EXERCISE REQUIREMENTS: Copy out the data line by line exactly, from its start to the line bearing "pub fn xdg_config_dir()", inclusive.

Stored data:
◆ ◆ ◆ ◆ ◆
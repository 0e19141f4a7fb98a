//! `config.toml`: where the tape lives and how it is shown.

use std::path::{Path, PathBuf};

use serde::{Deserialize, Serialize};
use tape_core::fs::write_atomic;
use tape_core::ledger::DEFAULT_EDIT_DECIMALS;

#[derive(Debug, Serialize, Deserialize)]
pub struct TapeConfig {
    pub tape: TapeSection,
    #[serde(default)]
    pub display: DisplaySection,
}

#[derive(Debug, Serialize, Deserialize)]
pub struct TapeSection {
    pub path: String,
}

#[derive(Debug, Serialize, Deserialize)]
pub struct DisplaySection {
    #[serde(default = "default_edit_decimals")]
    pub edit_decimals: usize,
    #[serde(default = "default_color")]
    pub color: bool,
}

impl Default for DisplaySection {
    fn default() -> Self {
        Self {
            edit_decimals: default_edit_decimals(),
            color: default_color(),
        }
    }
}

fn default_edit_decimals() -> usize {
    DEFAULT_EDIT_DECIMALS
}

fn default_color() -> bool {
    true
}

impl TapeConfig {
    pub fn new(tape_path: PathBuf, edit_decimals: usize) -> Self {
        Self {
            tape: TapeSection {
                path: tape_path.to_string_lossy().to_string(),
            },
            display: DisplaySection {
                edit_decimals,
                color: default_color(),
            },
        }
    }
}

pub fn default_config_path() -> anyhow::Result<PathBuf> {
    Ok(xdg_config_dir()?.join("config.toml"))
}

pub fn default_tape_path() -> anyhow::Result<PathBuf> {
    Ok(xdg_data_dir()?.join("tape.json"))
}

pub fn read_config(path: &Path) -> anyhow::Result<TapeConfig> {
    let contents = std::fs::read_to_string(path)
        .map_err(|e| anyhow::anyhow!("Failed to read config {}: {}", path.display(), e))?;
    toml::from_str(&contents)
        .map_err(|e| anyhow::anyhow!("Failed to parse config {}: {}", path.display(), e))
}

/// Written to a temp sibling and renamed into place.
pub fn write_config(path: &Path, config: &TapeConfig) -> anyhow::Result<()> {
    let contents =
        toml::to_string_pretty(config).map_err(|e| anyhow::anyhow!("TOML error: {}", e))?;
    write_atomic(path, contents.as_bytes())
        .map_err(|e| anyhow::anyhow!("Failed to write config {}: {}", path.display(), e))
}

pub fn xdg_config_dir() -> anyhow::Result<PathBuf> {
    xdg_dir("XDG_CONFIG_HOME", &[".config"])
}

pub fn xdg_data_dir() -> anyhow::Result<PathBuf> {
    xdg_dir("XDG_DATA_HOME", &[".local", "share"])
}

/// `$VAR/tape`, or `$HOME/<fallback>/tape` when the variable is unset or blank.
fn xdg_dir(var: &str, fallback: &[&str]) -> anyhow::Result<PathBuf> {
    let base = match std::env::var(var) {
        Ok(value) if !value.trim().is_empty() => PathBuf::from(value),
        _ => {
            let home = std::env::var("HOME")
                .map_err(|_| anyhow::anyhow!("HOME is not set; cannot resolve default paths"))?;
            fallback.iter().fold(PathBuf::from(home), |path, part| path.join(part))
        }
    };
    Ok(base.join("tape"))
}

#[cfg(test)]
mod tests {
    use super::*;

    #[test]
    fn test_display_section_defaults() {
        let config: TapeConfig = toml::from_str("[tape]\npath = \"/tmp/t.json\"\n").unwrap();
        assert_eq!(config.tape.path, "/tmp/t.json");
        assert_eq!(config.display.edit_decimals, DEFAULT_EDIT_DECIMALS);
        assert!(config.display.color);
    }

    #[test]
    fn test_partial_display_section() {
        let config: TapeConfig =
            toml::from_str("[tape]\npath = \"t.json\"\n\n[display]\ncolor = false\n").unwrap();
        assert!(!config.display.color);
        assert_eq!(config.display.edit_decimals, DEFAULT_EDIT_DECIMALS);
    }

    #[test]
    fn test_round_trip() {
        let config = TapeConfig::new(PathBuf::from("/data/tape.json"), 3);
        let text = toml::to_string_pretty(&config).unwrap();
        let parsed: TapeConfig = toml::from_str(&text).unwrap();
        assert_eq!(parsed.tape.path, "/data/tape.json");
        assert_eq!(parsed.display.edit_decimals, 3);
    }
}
◆ ◆ ◆ ◆ ◆
SOLUTION:
repository 0e19141f4a7fb98a
//! `config.toml`: where the tape lives and how it is shown.

use std::path::{Path, PathBuf};

use serde::{Deserialize, Serialize};
use tape_core::fs::write_atomic;
use tape_core::ledger::DEFAULT_EDIT_DECIMALS;

#[derive(Debug, Serialize, Deserialize)]
pub struct TapeConfig {
    pub tape: TapeSection,
    #[serde(default)]
    pub display: DisplaySection,
}

#[derive(Debug, Serialize, Deserialize)]
pub struct TapeSection {
    pub path: String,
}

#[derive(Debug, Serialize, Deserialize)]
pub struct DisplaySection {
    #[serde(default = "default_edit_decimals")]
    pub edit_decimals: usize,
    #[serde(default = "default_color")]
    pub color: bool,
}

impl Default for DisplaySection {
    fn default() -> Self {
        Self {
            edit_decimals: default_edit_decimals(),
            color: default_color(),
        }
    }
}

fn default_edit_decimals() -> usize {
    DEFAULT_EDIT_DECIMALS
}

fn default_color() -> bool {
    true
}

impl TapeConfig {
    pub fn new(tape_path: PathBuf, edit_decimals: usize) -> Self {
        Self {
            tape: TapeSection {
                path: tape_path.to_string_lossy().to_string(),
            },
            display: DisplaySection {
                edit_decimals,
                color: default_color(),
            },
        }
    }
}

pub fn default_config_path() -> anyhow::Result<PathBuf> {
    Ok(xdg_config_dir()?.join("config.toml"))
}

pub fn default_tape_path() -> anyhow::Result<PathBuf> {
    Ok(xdg_data_dir()?.join("tape.json"))
}

pub fn read_config(path: &Path) -> anyhow::Result<TapeConfig> {
    let contents = std::fs::read_to_string(path)
        .map_err(|e| anyhow::anyhow!("Failed to read config {}: {}", path.display(), e))?;
    toml::from_str(&contents)
        .map_err(|e| anyhow::anyhow!("Failed to parse config {}: {}", path.display(), e))
}

/// Written to a temp sibling and renamed into place.
pub fn write_config(path: &Path, config: &TapeConfig) -> anyhow::Result<()> {
    let contents =
        toml::to_string_pretty(config).map_err(|e| anyhow::anyhow!("TOML error: {}", e))?;
    write_atomic(path, contents.as_bytes())
        .map_err(|e| anyhow::anyhow!("Failed to write config {}: {}", path.display(), e))
}

pub fn xdg_config_dir() -> anyhow::Result<PathBuf> {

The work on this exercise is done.